Institutional and retail investors alike have formed the perception that traditional active Australian equity management is just not delivering. And the numbers are in their favour.

Outperforming the bullish market of 2019 proved difficult for most. Only a quarter of active Australian equity large cap managers within the Morningstar coverage universe beat the index after fees, according to Morningstar's Annual Australian Equity Sector Wrap 2020.

About 60 per cent the Australian large cap managers researched by Morningstar failed to outperform, but still charged relatively high annual fees.

But Morningstar analysts suggest market volatility spurred by the pandemic may give the best active managers an opportunity to prove their worth. 

"History has shown us large market dislocations have been times when good active managers have proven their worth, the best of them delivering lower volatility and greater downside protection than the passive index funds," analysts say.

And some have already done just that done just that. In the first three months of this year, 25 fund managers under Morningstar coverage outperformed the S&P/ASX 200 TR AUD index. Fifteen of those also outperformed in the distressed market of early 2020. These include Hyperion Australian Growth Companies 3344, Platypus Australian Equities 14369, Bennelong Australian Equities 16998 and Greencape High Conviction 14653.
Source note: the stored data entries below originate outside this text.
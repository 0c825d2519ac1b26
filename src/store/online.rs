use super::{Entry, SignTransaction, Store};
use crate::address::EthPublicKey;
use crate::api::Api;
use crate::crypt::{self, KeyCache, SealedEntry, SecretKey};
use crate::driver::Driver;
use crate::protocol::{Account, DataAccount, DataEntry, Transaction};
use crate::query::{fetch_account, fetch_data_entries};
use crate::settings::{Shared, Stored};
use crate::token::{Token, BACKUP, ENTRY, ETH_DECRYPT, KEY};
use crate::url::Url;
use crate::Error;
use async_trait::async_trait;
use parking_lot::RwLock;
use std::collections::BTreeMap;
use std::sync::Arc;
use tracing::{debug, info, warn};

#[derive(Default)]
struct State {
    account: Option<DataAccount>,
    raw: Option<Vec<DataEntry>>,
    key: Option<SecretKey>,
    entries: Option<Vec<SealedEntry>>,
}

/// Encrypted entries in a lite data account derived from the user's key.
pub struct OnlineStore {
    url: Url,
    address: String,
    token: Token,
    driver: Arc<Driver>,
    keys: KeyCache,
    state: RwLock<State>,
    busy: tokio::sync::Mutex<()>,
}

impl OnlineStore {
    /// Store of the account with `key`.
    pub fn new(key: &EthPublicKey, driver: Arc<Driver>, shared: Arc<Shared>) -> Self {
        let token = Token::new(key);
        let prefix = shared.key("account");
        OnlineStore {
            url: token.backup_url(),
            address: key.ethereum(),
            token,
            driver,
            keys: Stored::new(shared, &prefix, "keys", BTreeMap::new()).broadcast(),
            state: RwLock::new(State::default()),
            busy: tokio::sync::Mutex::new(()),
        }
    }

    /// URL of the backup account.
    pub fn url(&self) -> &Url {
        &self.url
    }

    /// The backup account, once it exists.
    pub fn account(&self) -> Option<DataAccount> {
        self.state.read().account.clone()
    }

    /// Whether the key is known and entries can be added.
    pub fn enabled(&self) -> bool {
        let state = self.state.read();
        state.key.is_some() && state.entries.is_some()
    }

    /// Loads whatever is missing: the account, its entries, the key and the
    /// decrypted entries. Steps whose result is already known are skipped.
    pub async fn load(&self, api: &dyn Api) -> Result<(), Error> {
        let _busy = self.busy.lock().await;
        self.load_missing(api).await
    }

    async fn load_missing(&self, api: &dyn Api) -> Result<(), Error> {
        if self.state.read().account.is_none() {
            let account = match fetch_account(api, &self.url).await? {
                Some(record) => match record.account {
                    Account::LiteDataAccount(a) => Some(a),
                    other => return Err(Error::UnexpectedRecord(format!("{} ({})", self.url, other.type_name()))),
                },
                None => None,
            };
            self.state.write().account = account;
        }

        let need_raw = {
            let state = self.state.read();
            state.account.is_some() && state.raw.is_none()
        };
        if need_raw {
            let token = &self.token;
            let raw = fetch_data_entries(api, &self.url, |e| {
                token.matches(ENTRY, e.part(0)) || (token.matches(KEY, e.part(0)) && token.matches(ETH_DECRYPT, e.part(1)))
            })
            .await?;
            self.state.write().raw = Some(raw);
        }

        let key_entry = {
            let state = self.state.read();
            match (&state.raw, state.key) {
                (Some(raw), None) => raw
                    .iter()
                    .find(|e| self.token.matches(KEY, e.part(0)) && self.token.matches(ETH_DECRYPT, e.part(1)))
                    .cloned(),
                _ => None,
            }
        };
        if let Some(crypt) = key_entry {
            let key = crypt::unwrap_key(&self.driver, &self.address, &crypt, &self.keys).await?;
            self.state.write().key = Some(key);
        }

        let mut state = self.state.write();
        if state.entries.is_none() {
            let decrypted = match (&state.raw, state.key) {
                (Some(raw), Some(key)) => Some(self.decrypt_all(raw, &key)),
                _ => None,
            };
            if let Some(entries) = decrypted {
                debug!(url = %self.url, count = entries.len(), "decrypted backup entries");
                state.entries = Some(entries);
            }
        }
        Ok(())
    }

    fn decrypt_all(&self, raw: &[DataEntry], key: &SecretKey) -> Vec<SealedEntry> {
        let tag = crypt::key_tag(key);
        raw.iter()
            .filter(|e| self.token.matches(ENTRY, e.part(0)) && self.token.matches(&tag, e.part(1)))
            .filter_map(|e| match crypt::decrypt_entry(&self.token, key, e) {
                Ok(entry) => Some(entry),
                Err(err) => {
                    warn!(url = %self.url, error = %err, "skipping backup entry");
                    None
                }
            })
            .collect()
    }

    /// Creates the backup account and its key as needed, signing with `sign`.
    /// Returns false if a transaction was not executed. Fails up front when
    /// a key is needed and the wallet cannot encrypt.
    pub async fn setup(&self, api: &dyn Api, sign: &dyn SignTransaction) -> Result<bool, Error> {
        let _busy = self.busy.lock().await;
        self.load_missing(api).await?;
        if self.state.read().key.is_none() && !self.driver.can_encrypt() {
            return Err(Error::EncryptionUnsupported);
        }

        if self.state.read().account.is_none() {
            info!(url = %self.url, "creating backup account");
            let entry = DataEntry::double_hash(vec![Vec::new(), self.token.for_suffix(BACKUP).to_vec()]);
            if !sign.sign(Transaction::write_data(self.url.clone(), entry)).await? {
                return Ok(false);
            }
            self.load_missing(api).await?;
        }

        if self.state.read().key.is_none() {
            info!(url = %self.url, "recording backup key");
            let (key, parts) = crypt::generate_key(&self.token, &self.driver, &self.address).await?;
            let txn = Transaction::write_data(self.url.clone(), DataEntry::double_hash(parts));
            if !sign.sign(txn).await? {
                return Ok(false);
            }
            self.state.write().key = Some(key);
            self.load_missing(api).await?;
        }
        Ok(true)
    }
}

#[async_trait]
impl Store for OnlineStore {
    fn entries(&self) -> Vec<Entry> {
        match &self.state.read().entries {
            Some(entries) => entries.iter().map(|e| e.plain.clone()).collect(),
            None => Vec::new(),
        }
    }

    fn get(&self, hash: &[u8; 32]) -> Option<Entry> {
        self.state
            .read()
            .entries
            .as_ref()?
            .iter()
            .find(|e| &e.hash == hash)
            .map(|e| e.plain.clone())
    }

    async fn add(&self, sign: &dyn SignTransaction, entry: Entry) -> Result<bool, Error> {
        let key = {
            let state = self.state.read();
            match (state.key, &state.entries) {
                (Some(key), Some(_)) => key,
                _ => return Err(Error::StoreNotEnabled),
            }
        };
        let sealed = crypt::encrypt_entry(&self.token, &key, entry)?;
        let txn = Transaction::write_data(self.url.clone(), sealed.crypt.clone());
        if !sign.sign(txn).await? {
            return Ok(false);
        }
        if let Some(entries) = self.state.write().entries.as_mut() {
            entries.push(sealed);
        }
        Ok(true)
    }
}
Volatile periods also tend to flush out some underperformers. As the Warren Buffet saying goes, when the tide goes out, we see who has been swimming naked.
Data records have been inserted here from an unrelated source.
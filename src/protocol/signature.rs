use super::Transaction;
use crate::hash::sha256;
use crate::url::Url;
use readerwriter::{Encodable, FieldWriter, WriteError, Writer};
use serde::{Deserialize, Serialize};

/// Signature schemes. Only Ethereum-style secp256k1 keys are produced here.
#[derive(Clone, Copy, Debug, PartialEq, Eq, Hash, Serialize, Deserialize)]
#[serde(rename_all = "camelCase")]
pub enum SignatureType {
    /// secp256k1 key hashed the Ethereum way, signing a blind hash.
    Eth,
    /// secp256k1 key signing EIP-712 typed data.
    TypedData,
}

impl SignatureType {
    /// Wire code.
    pub fn code(self) -> u64 {
        match self {
            SignatureType::Eth => 10,
            SignatureType::TypedData => 16,
        }
    }
}

/// How a signer votes on a transaction.
#[derive(Clone, Copy, Debug, Default, PartialEq, Eq, Serialize, Deserialize)]
#[serde(rename_all = "camelCase")]
pub enum Vote {
    /// Approve.
    #[default]
    Accept,
    /// Disapprove.
    Reject,
    /// Neither.
    Abstain,
}

impl Vote {
    fn code(self) -> u64 {
        match self {
            Vote::Accept => 0,
            Vote::Reject => 1,
            Vote::Abstain => 2,
        }
    }
}

/// A key signature over a transaction.
#[derive(Clone, Debug, PartialEq, Eq, Serialize, Deserialize)]
#[serde(rename_all = "camelCase")]
pub struct Signature {
    /// Scheme.
    #[serde(rename = "type")]
    pub kind: SignatureType,
    /// Uncompressed public key.
    #[serde(with = "hex::serde")]
    pub public_key: Vec<u8>,
    /// r‖s‖v, empty until signed.
    #[serde(default, with = "hex::serde")]
    pub signature: Vec<u8>,
    /// Key page or lite identity the key belongs to.
    pub signer: Url,
    /// Version of the signer.
    pub signer_version: u64,
    /// Milliseconds since the epoch.
    pub timestamp: u64,
    /// Vote.
    #[serde(default)]
    pub vote: Vote,
    /// Hash of the signed transaction, set once signed.
    #[serde(default, skip_serializing_if = "Option::is_none")]
    pub transaction_hash: Option<[u8; 32]>,
    /// Memo.
    #[serde(default, skip_serializing_if = "Option::is_none")]
    pub memo: Option<String>,
    /// Opaque data.
    #[serde(default, skip_serializing_if = "Option::is_none")]
    pub data: Option<Vec<u8>>,
    /// EVM chain of a typed-data signature.
    #[serde(default, rename = "chainID", skip_serializing_if = "Option::is_none")]
    pub chain_id: Option<u64>,
}

impl Signature {
    /// Signature metadata: everything except the signature bytes and transaction hash.
    pub fn metadata(&self) -> Signature {
        Signature {
            signature: Vec::new(),
            transaction_hash: None,
            ..self.clone()
        }
    }

    /// Hash of the encoded metadata.
    pub fn metadata_hash(&self) -> Result<[u8; 32], WriteError> {
        Ok(sha256(self.metadata().encode_to_vec()?))
    }
}

impl Encodable for Signature {
    fn encode(&self, w: &mut impl Writer) -> Result<(), WriteError> {
        let mut f = FieldWriter::new(w);
        f.enumeration(1, self.kind.code())?;
        f.bytes(2, &self.public_key)?;
        f.bytes(3, &self.signature)?;
        f.string(4, &self.signer.to_string())?;
        f.uint(5, self.signer_version)?;
        f.uint(6, self.timestamp)?;
        f.enumeration(7, self.vote.code())?;
        if let Some(hash) = &self.transaction_hash {
            f.hash(8, hash)?;
        }
        if let Some(memo) = &self.memo {
            f.string(9, memo)?;
        }
        if let Some(data) = &self.data {
            f.bytes(10, data)?;
        }
        if let Some(chain_id) = self.chain_id {
            f.big_uint(11, chain_id.into())?;
        }
        f.finish()
    }
}

/// Signed transactions ready for submission.
#[derive(Clone, Debug, PartialEq, Eq, Serialize, Deserialize)]
pub struct Envelope {
    /// Transactions.
    pub transaction: Vec<Transaction>,
    /// Signatures over them.
    pub signatures: Vec<Signature>,
}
More than two-thirds of managers delivered first-quarter 2020 returns either in line with or below the index. Many of these strategies were overweight banks, energy, and mining stocks prior to the outbreak of COVID-19. These sectors have borne the brunt of the global economic shock and associated oil crisis.

Outperformers of 2019 and 2020

fund performance

Source: Morningstar coverage universe, Morningstar Direct

Passive management appeals in good times

The struggle for dominance between active and passive managers continued through a buoyant 2019. Low interest rates and the momentum-driven market confounded most value managers.
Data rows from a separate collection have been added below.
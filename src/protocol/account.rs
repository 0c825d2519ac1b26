use crate::url::Url;
use serde::{Deserialize, Serialize};

/// Account records returned by the query API.
#[derive(Clone, Debug, PartialEq, Eq, Serialize, Deserialize)]
#[serde(tag = "type", rename_all = "camelCase")]
pub enum Account {
    /// An ADI.
    Identity(Identity),
    /// Root of a key-derived identity.
    LiteIdentity(LiteIdentity),
    /// A set of key pages.
    KeyBook(KeyBook),
    /// Keys and thresholds.
    KeyPage(KeyPage),
    /// An ADI token account.
    TokenAccount(TokenAccount),
    /// A token account under a lite identity.
    LiteTokenAccount(TokenAccount),
    /// A data account addressed by its entry hash.
    LiteDataAccount(DataAccount),
    /// An ADI data account.
    DataAccount(DataAccount),
    /// System, ledger and anything this crate does not model.
    Other(OtherAccount),
}

/// An ADI.
#[derive(Clone, Debug, PartialEq, Eq, Serialize, Deserialize)]
pub struct Identity {
    /// URL.
    pub url: Url,
}

/// Root of a key-derived identity.
#[derive(Clone, Debug, PartialEq, Eq, Serialize, Deserialize)]
#[serde(rename_all = "camelCase")]
pub struct LiteIdentity {
    /// URL.
    pub url: Url,
    /// Credits, two decimals.
    #[serde(default)]
    pub credit_balance: u64,
    /// Last time the identity signed.
    #[serde(default)]
    pub last_used_on: u64,
}

/// A set of key pages.
#[derive(Clone, Debug, PartialEq, Eq, Serialize, Deserialize)]
#[serde(rename_all = "camelCase")]
pub struct KeyBook {
    /// URL.
    pub url: Url,
    /// Pages are numbered `1..=page_count`.
    pub page_count: u64,
}

/// A key page.
#[derive(Clone, Debug, PartialEq, Eq, Serialize, Deserialize)]
#[serde(rename_all = "camelCase")]
pub struct KeyPage {
    /// URL.
    pub url: Url,
    /// Credits, two decimals.
    #[serde(default)]
    pub credit_balance: u64,
    /// Signatures required to execute.
    #[serde(default)]
    pub accept_threshold: u64,
    /// Version, bumped on every change to the page.
    #[serde(default)]
    pub version: u64,
    /// Keys.
    #[serde(default)]
    pub keys: Vec<KeySpec>,
}

/// An entry of a key page.
#[derive(Clone, Debug, PartialEq, Eq, Serialize, Deserialize)]
#[serde(rename_all = "camelCase")]
pub struct KeySpec {
    /// Hash of the public key.
    #[serde(default, with = "hex::serde")]
    pub public_key_hash: Vec<u8>,
    /// Delegated authority.
    #[serde(default, skip_serializing_if = "Option::is_none")]
    pub delegate: Option<Url>,
}

/// A token account.
#[derive(Clone, Debug, PartialEq, Eq, Serialize, Deserialize)]
#[serde(rename_all = "camelCase")]
pub struct TokenAccount {
    /// URL.
    pub url: Url,
    /// Token issuer.
    pub token_url: Url,
    /// Balance in the token's smallest unit.
    #[serde(default)]
    pub balance: u64,
}

/// A data account.
#[derive(Clone, Debug, PartialEq, Eq, Serialize, Deserialize)]
pub struct DataAccount {
    /// URL.
    pub url: Url,
}

/// An account of a kind not modelled here.
#[derive(Clone, Debug, PartialEq, Eq, Serialize, Deserialize)]
pub struct OtherAccount {
    /// URL.
    pub url: Url,
    /// Account type name as reported.
    pub kind: String,
}

impl Account {
    /// URL of the account.
    pub fn url(&self) -> &Url {
        match self {
            Account::Identity(a) => &a.url,
            Account::LiteIdentity(a) => &a.url,
            Account::KeyBook(a) => &a.url,
            Account::KeyPage(a) => &a.url,
            Account::TokenAccount(a) | Account::LiteTokenAccount(a) => &a.url,
            Account::LiteDataAccount(a) | Account::DataAccount(a) => &a.url,
            Account::Other(a) => &a.url,
        }
    }

    /// Account type name as used in link entries.
    pub fn type_name(&self) -> &str {
        match self {
            Account::Identity(_) => "identity",
            Account::LiteIdentity(_) => "liteIdentity",
            Account::KeyBook(_) => "keyBook",
            Account::KeyPage(_) => "keyPage",
            Account::TokenAccount(_) => "tokenAccount",
            Account::LiteTokenAccount(_) => "liteTokenAccount",
            Account::LiteDataAccount(_) => "liteDataAccount",
            Account::DataAccount(_) => "dataAccount",
            Account::Other(a) => &a.kind,
        }
    }
}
"Value managers became increasingly perplexed by the market which valued companies that were new, disruptive, or which offered elevated dividend payout ratios," analysts say.

Meanwhile the S&P/ASX 200 index scaled new heights as investor money flooded into passive funds, which now comprise more than 30 per cent of Australia's total funds universe.

However, Morningstar analysts say there are several arguments for maintaining faith in good active management, especially at this point in the cycle.

"Outperforming an index after fees over a sustained period in a relatively well-researched and small equity market is very difficult, and there are a multitude of factors both within and beyond the control of Australian active managers that can affect performance," analysts say.

"Unfortunately, the task is beyond the reach of many active managers on a consistent basis, and until lower fees and greater outperformance consistency are achieved by these active fund managers, it is difficult to see the flow of money to passive declining.

"However, there is also evidence that some active managers are capable of consistently outperforming the index through the cycle."

Morningstar analysts delved into the team structure, performance, staff turnover, investment processes and other qualitative measures of 89 Australian large-cap equities strategies and 36 Australian small-cap strategies in 2019, as part of their regular reviews. 

They then issue an Analyst Rating indicating whether they believe the fund will consistently beat its peer group or relevant benchmark by a large enough margin given the risk it entails.

Analysts say this year's Medalists share many common traits, including a stable team, robust process, solid business structure, reasonable pricing and an ability to deliver in a variety of market conditions.